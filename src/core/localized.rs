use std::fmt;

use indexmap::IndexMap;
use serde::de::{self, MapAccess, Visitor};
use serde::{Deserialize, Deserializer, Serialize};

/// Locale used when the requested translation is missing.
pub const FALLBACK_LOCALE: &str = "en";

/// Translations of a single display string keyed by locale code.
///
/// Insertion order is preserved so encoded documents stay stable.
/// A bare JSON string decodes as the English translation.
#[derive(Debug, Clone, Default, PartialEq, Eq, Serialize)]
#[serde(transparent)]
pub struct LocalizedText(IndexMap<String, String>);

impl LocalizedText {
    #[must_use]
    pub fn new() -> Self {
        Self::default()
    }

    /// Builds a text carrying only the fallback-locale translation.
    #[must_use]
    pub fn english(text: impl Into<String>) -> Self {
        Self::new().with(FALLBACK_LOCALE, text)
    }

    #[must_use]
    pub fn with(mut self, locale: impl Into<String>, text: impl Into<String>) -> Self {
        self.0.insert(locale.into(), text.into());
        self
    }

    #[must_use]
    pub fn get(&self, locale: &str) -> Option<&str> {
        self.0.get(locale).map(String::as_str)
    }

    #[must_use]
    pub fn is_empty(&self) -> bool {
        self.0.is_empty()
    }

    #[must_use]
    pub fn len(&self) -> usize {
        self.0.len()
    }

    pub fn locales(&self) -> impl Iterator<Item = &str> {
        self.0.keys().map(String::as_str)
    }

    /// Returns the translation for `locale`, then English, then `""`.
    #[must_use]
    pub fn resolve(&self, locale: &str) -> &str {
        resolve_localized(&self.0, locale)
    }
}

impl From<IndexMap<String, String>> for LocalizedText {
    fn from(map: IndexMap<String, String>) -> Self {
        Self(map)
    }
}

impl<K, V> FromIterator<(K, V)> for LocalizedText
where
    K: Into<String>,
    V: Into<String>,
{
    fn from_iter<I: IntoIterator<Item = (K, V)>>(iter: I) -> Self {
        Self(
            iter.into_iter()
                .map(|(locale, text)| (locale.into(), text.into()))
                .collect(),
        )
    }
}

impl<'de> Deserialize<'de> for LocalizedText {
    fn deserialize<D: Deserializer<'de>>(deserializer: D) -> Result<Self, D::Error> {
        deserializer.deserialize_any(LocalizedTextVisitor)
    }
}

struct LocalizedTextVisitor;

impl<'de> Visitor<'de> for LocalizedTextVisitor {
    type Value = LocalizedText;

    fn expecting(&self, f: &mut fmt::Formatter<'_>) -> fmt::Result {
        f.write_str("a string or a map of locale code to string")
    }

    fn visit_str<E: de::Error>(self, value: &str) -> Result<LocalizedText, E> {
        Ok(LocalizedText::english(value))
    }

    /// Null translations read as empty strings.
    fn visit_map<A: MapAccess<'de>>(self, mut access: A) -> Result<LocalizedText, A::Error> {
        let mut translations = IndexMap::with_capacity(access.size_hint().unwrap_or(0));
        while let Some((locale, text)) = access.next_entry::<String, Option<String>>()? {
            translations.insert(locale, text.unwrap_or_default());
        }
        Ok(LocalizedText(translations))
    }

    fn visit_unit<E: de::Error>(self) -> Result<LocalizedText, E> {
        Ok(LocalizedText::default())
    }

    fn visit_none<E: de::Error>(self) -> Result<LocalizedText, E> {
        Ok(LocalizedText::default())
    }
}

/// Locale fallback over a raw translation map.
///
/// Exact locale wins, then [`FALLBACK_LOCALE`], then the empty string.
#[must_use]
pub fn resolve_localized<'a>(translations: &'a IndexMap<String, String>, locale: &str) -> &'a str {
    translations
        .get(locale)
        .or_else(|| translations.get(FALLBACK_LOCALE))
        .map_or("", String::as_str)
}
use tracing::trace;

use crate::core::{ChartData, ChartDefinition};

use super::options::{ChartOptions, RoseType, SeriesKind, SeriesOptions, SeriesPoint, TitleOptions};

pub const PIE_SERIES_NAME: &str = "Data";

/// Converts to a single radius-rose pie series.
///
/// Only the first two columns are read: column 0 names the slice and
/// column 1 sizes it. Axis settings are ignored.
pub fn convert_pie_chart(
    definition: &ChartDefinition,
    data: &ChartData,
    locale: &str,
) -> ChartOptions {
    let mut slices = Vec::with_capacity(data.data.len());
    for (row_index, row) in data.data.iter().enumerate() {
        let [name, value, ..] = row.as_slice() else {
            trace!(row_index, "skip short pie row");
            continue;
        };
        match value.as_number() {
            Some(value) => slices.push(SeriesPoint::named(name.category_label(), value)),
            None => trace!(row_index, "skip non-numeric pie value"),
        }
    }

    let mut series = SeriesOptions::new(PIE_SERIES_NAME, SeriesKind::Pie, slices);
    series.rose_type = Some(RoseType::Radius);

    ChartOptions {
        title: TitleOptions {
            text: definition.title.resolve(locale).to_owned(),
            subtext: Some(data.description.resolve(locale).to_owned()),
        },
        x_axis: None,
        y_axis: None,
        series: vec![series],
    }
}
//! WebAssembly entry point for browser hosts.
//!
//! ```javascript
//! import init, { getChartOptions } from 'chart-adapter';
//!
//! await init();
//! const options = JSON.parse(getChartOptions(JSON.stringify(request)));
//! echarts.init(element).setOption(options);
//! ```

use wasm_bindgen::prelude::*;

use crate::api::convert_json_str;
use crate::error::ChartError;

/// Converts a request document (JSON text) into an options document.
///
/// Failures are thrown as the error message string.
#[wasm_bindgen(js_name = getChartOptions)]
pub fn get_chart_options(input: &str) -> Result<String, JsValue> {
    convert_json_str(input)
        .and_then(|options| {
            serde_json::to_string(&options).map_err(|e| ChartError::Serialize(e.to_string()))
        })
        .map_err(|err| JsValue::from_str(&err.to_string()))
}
+===+
Task details:
Character for character, output the whole material above.

Exercise solution:
filename src/core/localized.rs
use std::fmt;

use indexmap::IndexMap;
use serde::de::{self, MapAccess, Visitor};
use serde::{Deserialize, Deserializer, Serialize};

/// Locale used when the requested translation is missing.
pub const FALLBACK_LOCALE: &str = "en";

/// Translations of a single display string keyed by locale code.
///
/// Insertion order is preserved so encoded documents stay stable.
/// A bare JSON string decodes as the English translation.
#[derive(Debug, Clone, Default, PartialEq, Eq, Serialize)]
#[serde(transparent)]
pub struct LocalizedText(IndexMap<String, String>);

impl LocalizedText {
    #[must_use]
    pub fn new() -> Self {
        Self::default()
    }

    /// Builds a text carrying only the fallback-locale translation.
    #[must_use]
    pub fn english(text: impl Into<String>) -> Self {
        Self::new().with(FALLBACK_LOCALE, text)
    }

    #[must_use]
    pub fn with(mut self, locale: impl Into<String>, text: impl Into<String>) -> Self {
        self.0.insert(locale.into(), text.into());
        self
    }

    #[must_use]
    pub fn get(&self, locale: &str) -> Option<&str> {
        self.0.get(locale).map(String::as_str)
    }

    #[must_use]
    pub fn is_empty(&self) -> bool {
        self.0.is_empty()
    }

    #[must_use]
    pub fn len(&self) -> usize {
        self.0.len()
    }

    pub fn locales(&self) -> impl Iterator<Item = &str> {
        self.0.keys().map(String::as_str)
    }

    /// Returns the translation for `locale`, then English, then `""`.
    #[must_use]
    pub fn resolve(&self, locale: &str) -> &str {
        resolve_localized(&self.0, locale)
    }
}

impl From<IndexMap<String, String>> for LocalizedText {
    fn from(map: IndexMap<String, String>) -> Self {
        Self(map)
    }
}

impl<K, V> FromIterator<(K, V)> for LocalizedText
where
    K: Into<String>,
    V: Into<String>,
{
    fn from_iter<I: IntoIterator<Item = (K, V)>>(iter: I) -> Self {
        Self(
            iter.into_iter()
                .map(|(locale, text)| (locale.into(), text.into()))
                .collect(),
        )
    }
}

impl<'de> Deserialize<'de> for LocalizedText {
    fn deserialize<D: Deserializer<'de>>(deserializer: D) -> Result<Self, D::Error> {
        deserializer.deserialize_any(LocalizedTextVisitor)
    }
}

struct LocalizedTextVisitor;

impl<'de> Visitor<'de> for LocalizedTextVisitor {
    type Value = LocalizedText;

    fn expecting(&self, f: &mut fmt::Formatter<'_>) -> fmt::Result {
        f.write_str("a string or a map of locale code to string")
    }

    fn visit_str<E: de::Error>(self, value: &str) -> Result<LocalizedText, E> {
        Ok(LocalizedText::english(value))
    }

    /// Null translations read as empty strings.
    fn visit_map<A: MapAccess<'de>>(self, mut access: A) -> Result<LocalizedText, A::Error> {
        let mut translations = IndexMap::with_capacity(access.size_hint().unwrap_or(0));
        while let Some((locale, text)) = access.next_entry::<String, Option<String>>()? {
            translations.insert(locale, text.unwrap_or_default());
        }
        Ok(LocalizedText(translations))
    }

    fn visit_unit<E: de::Error>(self) -> Result<LocalizedText, E> {
        Ok(LocalizedText::default())
    }

    fn visit_none<E: de::Error>(self) -> Result<LocalizedText, E> {
        Ok(LocalizedText::default())
    }
}

/// Locale fallback over a raw translation map.
///
/// Exact locale wins, then [`FALLBACK_LOCALE`], then the empty string.
#[must_use]
pub fn resolve_localized<'a>(translations: &'a IndexMap<String, String>, locale: &str) -> &'a str {
    translations
        .get(locale)
        .or_else(|| translations.get(FALLBACK_LOCALE))
        .map_or("", String::as_str)
}
use tracing::trace;

use crate::core::{ChartData, ChartDefinition};

use super::options::{ChartOptions, RoseType, SeriesKind, SeriesOptions, SeriesPoint, TitleOptions};

pub const PIE_SERIES_NAME: &str = "Data";

/// Converts to a single radius-rose pie series.
///
/// Only the first two columns are read: column 0 names the slice and
/// column 1 sizes it. Axis settings are ignored.
pub fn convert_pie_chart(
    definition: &ChartDefinition,
    data: &ChartData,
    locale: &str,
) -> ChartOptions {
    let mut slices = Vec::with_capacity(data.data.len());
    for (row_index, row) in data.data.iter().enumerate() {
        let [name, value, ..] = row.as_slice() else {
            trace!(row_index, "skip short pie row");
            continue;
        };
        match value.as_number() {
            Some(value) => slices.push(SeriesPoint::named(name.category_label(), value)),
            None => trace!(row_index, "skip non-numeric pie value"),
        }
    }

    let mut series = SeriesOptions::new(PIE_SERIES_NAME, SeriesKind::Pie, slices);
    series.rose_type = Some(RoseType::Radius);

    ChartOptions {
        title: TitleOptions {
            text: definition.title.resolve(locale).to_owned(),
            subtext: Some(data.description.resolve(locale).to_owned()),
        },
        x_axis: None,
        y_axis: None,
        series: vec![series],
    }
}
//! WebAssembly entry point for browser hosts.
//!
//! ```javascript
//! import init, { getChartOptions } from 'chart-adapter';
//!
//! await init();
//! const options = JSON.parse(getChartOptions(JSON.stringify(request)));
//! echarts.init(element).setOption(options);
//! ```

use wasm_bindgen::prelude::*;

use crate::api::convert_json_str;
use crate::error::ChartError;

/// Converts a request document (JSON text) into an options document.
///
/// Failures are thrown as the error message string.
#[wasm_bindgen(js_name = getChartOptions)]
pub fn get_chart_options(input: &str) -> Result<String, JsValue> {
    convert_json_str(input)
        .and_then(|options| {
            serde_json::to_string(&options).map_err(|e| ChartError::Serialize(e.to_string()))
        })
        .map_err(|err| JsValue::from_str(&err.to_string()))
}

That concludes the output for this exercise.